Actually the Maya Wrap was used by a mom friend of mine and highly recommended to me when my DD was born! I have a sling from Sleeping Baby Productions, but the only reason I bought that instead of the Maya Wrap is that a local babywearing group had some of each to try and I liked the shoulder on this company's better.

But I see many more Ergos, etc. than ring slings (and actually bought & used my Ergo many months before buying the ring sling). I think that's because ring slings are faintly intimidating if you've never used one before. Though when I finally had somebody show me how to use a ring sling, it was SO MUCH EASIER and better than the darn Moby I had and hated for the newborn period!


----------



## wishin'&hopin'

We had a maya wrap padded sling for NB days (primary carrier for the first 5 months). We leant it to a friend for their NB but will get it back for our next child b/c I LOVED it for those first months!


----------



## Mommy2B2012

I remember that the maya ring wraps were all recalled because the rings on them posed a safety hazard. (They kept breaking off.) I was pretty sad to learn that, because I was really interested in getting one... A lot of mothers have been telling me to get a Moby, but I've seen/heard so many complaints about the usability of the Moby with a newborn.


----------



## kythe

Quote:


> Originally Posted by *Mommy2B2012*
> 
> I remember that the maya ring wraps were all recalled because the rings on them posed a safety hazard. (They kept breaking off.) I was pretty sad to learn that, because I was really interested in getting one... A lot of mothers have been telling me to get a Moby, but I've seen/heard so many complaints about the usability of the Moby with a newborn.


I can't imagine that a simple recall would mean the end of all ring slings though. A short time after I bought my Maya Wrap, I remember a recall on certain slings that were made in a particular period of time, due to defective rings that snapped. Mine wasn't made during that time perood and didn't need telo be replaced. They changed their rings because of this, but didn't discontinue their products.

This kind of thing happens all the time with other products, such as car seats. But a recall alone isn't enough to push them out of business. I will have to look into this more.


----------



## wishin'&hopin'

I double checked because I hadn't heard this...so from the website

Quote:


> Originally Posted by *kythe*
> 
> This kind of thing happens all the time with other products, such as car seats. But a recall alone isn't enough to push them out of business. I will have to look into this more.

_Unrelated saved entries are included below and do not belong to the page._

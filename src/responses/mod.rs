pub mod errors;
pub mod html;

pub use crate::errors::ResultResp;
pub use errors::html_error_response;
pub use html::html_response;
use crate::config::Config;
use crate::router::handle;
use astra::Server;
use clap::Parser;
use std::sync::Arc;
use tracing::{error, info, warn};

mod config;
mod dataset;
mod domain;
mod errors;
mod forms;
mod logging;
mod responses;
mod router;
mod templates;

#[cfg(test)]
mod tests;

fn main() {
    let cfg = Config::parse();
    logging::init_logging();

    // 1️⃣ Load the listings once; they are shared read-only by every worker
    let table = match dataset::load_from_path(&cfg.data) {
        Ok(table) => Arc::new(table),
        Err(e) => {
            error!(path = %cfg.data.display(), "❌ Failed to load listings: {e}");
            std::process::exit(1);
        }
    };

    if table.is_empty() {
        warn!(path = %cfg.data.display(), "No listings survived normalization");
    }

    // 2️⃣ Start the server
    info!("Starting server at http://{}", cfg.addr);

    let server = Server::bind(&cfg.addr).max_workers(cfg.workers);

    let result = server.serve(move |req, _info| match handle(req, &table) {
        Ok(resp) => resp,
        Err(err) => responses::html_error_response(err),
    });

    if let Err(e) = result {
        error!("Server ended with error: {e}");
    }

    info!("Server shut down cleanly.");
}
use crate::errors::ServerError;
use crate::responses::ResultResp;
use astra::{Body, ResponseBuilder};
use maud::Markup;

pub fn html_response(markup: Markup) -> ResultResp {
    let body = markup.into_string();

    ResponseBuilder::new()
        .status(200)
        .header("Content-Type", mime::TEXT_HTML_UTF_8.as_ref())
        .body(Body::from(body))
        .map_err(|_| ServerError::InternalError)
}
// src/forms.rs

use crate::domain::search::{AreaBucket, PriceBucket, SearchQuery};
use crate::errors::ServerError;
use std::collections::HashMap;
use std::num::IntErrorKind;

/// Decode an `application/x-www-form-urlencoded` body (or query string).
/// Later duplicates overwrite earlier ones.
pub fn parse_form(body: &[u8]) -> HashMap<String, String> {
    url::form_urlencoded::parse(body).into_owned().collect()
}

/// Builds a search from the submitted fields. Every field is required and
/// `bhk`, `price` and `area` must be whole numbers.
pub fn search_query(form: &HashMap<String, String>) -> Result<SearchQuery, ServerError> {
    Ok(SearchQuery {
        size_bhk: int_field(form, "bhk")?,
        location: required(form, "location")?.to_string(),
        price: PriceBucket::from_code(int_field(form, "price")?),
        area: AreaBucket::from_code(int_field(form, "area")?),
    })
}

fn required<'a>(form: &'a HashMap<String, String>, name: &str) -> Result<&'a str, ServerError> {
    form.get(name)
        .map(String::as_str)
        .ok_or_else(|| ServerError::BadRequest(format!("missing field '{name}'")))
}

/// Whole numbers beyond the `i64` range saturate instead of failing.
fn int_field(form: &HashMap<String, String>, name: &str) -> Result<i64, ServerError> {
    let raw = required(form, name)?;
    match raw.trim().parse::<i64>() {
        Ok(n) => Ok(n),
        Err(e) => match e.kind() {
            IntErrorKind::PosOverflow => Ok(i64::MAX),
            IntErrorKind::NegOverflow => Ok(i64::MIN),
            _ => Err(ServerError::BadRequest(format!(
                "'{name}' must be a whole number, got '{raw}'"
            ))),
        },
    }
}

*"Have you ever had a recall or investigation?*
Yes. In 2007 a ring broke on one of our slings. The baby did not fall and there was no injury. We quit selling any slings that may have had a similar problem. After much testing and research we released all of our slings for sale. More information

Maya Wrap had a voluntary recall on Maya Wrap Slings with welded 1/8 inch rings purchased between Jan 1, 2001 and July 31, 2001. Rings that are about 1/4" thick were not recalled. Recalled Slings do not have lot numbers in them and they do not have padding in the shoulder. Maya Wrap Slings are now made with 1/4" anodized aluminum rings which are strong yet light weight. If you think you may have a recalled sling please contact us (click here) to arrange for repair. "


----------



## justKate

Well that sucks. I bought an unpadded, nicely broken in Maya Wrap at a thrift store for $10 and now I'm concerned. Guess I should contact them... FWIW I LOVE my maya, especially for my giant 6 week old.


----------



## pammysue

I bought a used Maya wrap at a garage sale a few years ago. I didn't use it much for DS1 but I loved it for DS2, especially when he was bitty. I'll have to check the ring sizes before the twins come, I had no idea about the recall.


----------



## cat13

I have an unpadded Maya Wrap ring sling. When I was pregnant, I knew I wanted a ring sling but didn't know the differences between brands and I saw Maya on Amazon, so I put in on my Baby Registry, since they give you 10% off. I do love using a Ring Sling, but if I could do it over, honestly I'd go for another brand. I don't know if the older ones are made the same, but the one I have only fits one shoulder and it's really bulky and thick.


----------



## BeeandOwlsMum

I remember the recall in 2001. But since then they have been selling them and people use them all the time. I think they are very reliable carrier - I don't have one but was thinking about buying one for this new baby.


----------



## girlspn

I used a maya wrap (padded) ring sling with my dd until she was 6 months old. I loved it. The sling made nursing on the go very easy. The padded shoulder was helpful-- I carried my dd in it for hour-long walks.


----------



## sosurreal09

I use my Maya wrap everyday! Mine is padded but lightly and just on the shoulder.


----------



## MrsKoehn

I'm really considering a Maya (unpadded). My SILs like the Ergo, but it just looks bulky to me. I'm small and it just doesn't look like something I would really use.


----------